• REQUIREMENT
This exercise asks for every record to be output again exactly.

• EXERCISE MATERIALS

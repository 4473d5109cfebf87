//! Windscope - wind-plant analysis client
//!
//! Windscope takes one operational dataset (CSV, JSON or Excel export from a
//! plant's SCADA system), sends it to a remote analysis service, and turns
//! the JSON it gets back into a report: summary metrics, monthly
//! production, the power curve and a turbine ranking.
//!
//! The analysis itself (energy yield, availability, wake losses) happens on
//! the service. This crate owns the pipeline around it.
//!
//! # Pipeline
//!
//! 1. **Attachment Selector** ([`attachment`]): one file, from a picker,
//!    a path or a drop. A new selection replaces the old one.
//!
//! 2. **Submission Controller** ([`pipeline`]): the state machine
//!    `Idle → Ready → Submitting → Succeeded | Failed`. One request per
//!    submission, never retried, never concurrent.
//!
//! 3. **Report Projector** ([`report`]): a pure mapping from the decoded
//!    result to cards, chart series and the top-10 ranking, plus HTML,
//!    JSON and CSV writers.
//!
//! # Quick Start
//!
//! ```no_run
//! use windscope::{Attachment, HttpTransport, PipelineState, SubmissionController};
//!
//! # async fn run() -> Result<(), Box<dyn std::error::Error>> {
//! let url = "http://127.0.0.1:5000".parse()?;
//! let transport = HttpTransport::new(&url)?;
//!
//! let mut controller = SubmissionController::new();
//! controller.select(Attachment::new("scada.csv", std::fs::read("scada.csv")?)?)?;
//!
//! match controller.submit(&transport).await? {
//!     PipelineState::Succeeded(result) => {
//!         let view = windscope::report::project(result);
//!         println!("{}", view.summary_line());
//!     }
//!     PipelineState::Failed(detail) => eprintln!("{}", detail.reason),
//!     _ => unreachable!(),
//! }
//! # Ok(())
//! # }
//! ```
//!
//! # Failure classes
//!
//! | Class | Example | Shown to the user |
//! |-------|---------|-------------------|
//! | Invalid attachment | picker cancelled | nothing |
//! | Application error | `{"error": "unsupported file format"}` | the reason, verbatim |
//! | Transport error | connection refused, HTML error page | a generic message |
//!
//! # Modules
//!
//! - [`attachment`]: File selection and drag state
//! - [`pipeline`]: Submission state machine and snapshot publishing
//! - [`response`]: Wire decoding of service replies
//! - [`transport`]: Multipart HTTP client
//! - [`report`]: View projection and output formatters (HTML, JSON, CSV)
//! - [`serve`]: Local drag-and-drop UI
//! - [`config`]: `windscope.toml` settings

pub mod attachment;
pub mod config;
pub mod error;
pub mod pipeline;
pub mod report;
pub mod response;
pub mod serve;
pub mod transport;

pub use attachment::{Attachment, AttachmentSelector, DropPayload, FileHandle, SelectorEvents};
pub use config::Config;
pub use error::{ErrorDetail, FailureKind, SelectionError, SubmitError, TransportError};
pub use pipeline::{PipelineSnapshot, PipelineState, SubmissionController};
pub use report::{project, ReportView};
pub use response::{AnalysisResult, RawResponse};
pub use transport::{AnalysisTransport, HttpTransport};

• SOLUTION FOR THIS PROBLEM
repository 4473d5109cfebf87
//! Windscope - wind-plant analysis client
//!
//! Windscope takes one operational dataset (CSV, JSON or Excel export from a
//! plant's SCADA system), sends it to a remote analysis service, and turns
//! the JSON it gets back into a report: summary metrics, monthly
//! production, the power curve and a turbine ranking.
//!
//! The analysis itself (energy yield, availability, wake losses) happens on
//! the service. This crate owns the pipeline around it.
//!
//! # Pipeline
//!
//! 1. **Attachment Selector** ([`attachment`]): one file, from a picker,
//!    a path or a drop. A new selection replaces the old one.
//!
//! 2. **Submission Controller** ([`pipeline`]): the state machine
//!    `Idle → Ready → Submitting → Succeeded | Failed`. One request per
//!    submission, never retried, never concurrent.
//!
//! 3. **Report Projector** ([`report`]): a pure mapping from the decoded
//!    result to cards, chart series and the top-10 ranking, plus HTML,
//!    JSON and CSV writers.
//!
//! # Quick Start
//!
//! ```no_run
//! use windscope::{Attachment, HttpTransport, PipelineState, SubmissionController};
//!
//! # async fn run() -> Result<(), Box<dyn std::error::Error>> {
//! let url = "http://127.0.0.1:5000".parse()?;
//! let transport = HttpTransport::new(&url)?;
//!
//! let mut controller = SubmissionController::new();
//! controller.select(Attachment::new("scada.csv", std::fs::read("scada.csv")?)?)?;
//!
//! match controller.submit(&transport).await? {
//!     PipelineState::Succeeded(result) => {
//!         let view = windscope::report::project(result);
//!         println!("{}", view.summary_line());
//!     }
//!     PipelineState::Failed(detail) => eprintln!("{}", detail.reason),
//!     _ => unreachable!(),
//! }
//! # Ok(())
//! # }
//! ```
//!
//! # Failure classes
//!
//! | Class | Example | Shown to the user |
//! |-------|---------|-------------------|
//! | Invalid attachment | picker cancelled | nothing |
//! | Application error | `{"error": "unsupported file format"}` | the reason, verbatim |
//! | Transport error | connection refused, HTML error page | a generic message |
//!
//! # Modules
//!
//! - [`attachment`]: File selection and drag state
//! - [`pipeline`]: Submission state machine and snapshot publishing
//! - [`response`]: Wire decoding of service replies
//! - [`transport`]: Multipart HTTP client
//! - [`report`]: View projection and output formatters (HTML, JSON, CSV)
//! - [`serve`]: Local drag-and-drop UI
//! - [`config`]: `windscope.toml` settings

pub mod attachment;
pub mod config;
pub mod error;
pub mod pipeline;
pub mod report;
pub mod response;
pub mod serve;
pub mod transport;

pub use attachment::{Attachment, AttachmentSelector, DropPayload, FileHandle, SelectorEvents};
pub use config::Config;
pub use error::{ErrorDetail, FailureKind, SelectionError, SubmitError, TransportError};
pub use pipeline::{PipelineSnapshot, PipelineState, SubmissionController};
pub use report::{project, ReportView};
pub use response::{AnalysisResult, RawResponse};
pub use transport::{AnalysisTransport, HttpTransport};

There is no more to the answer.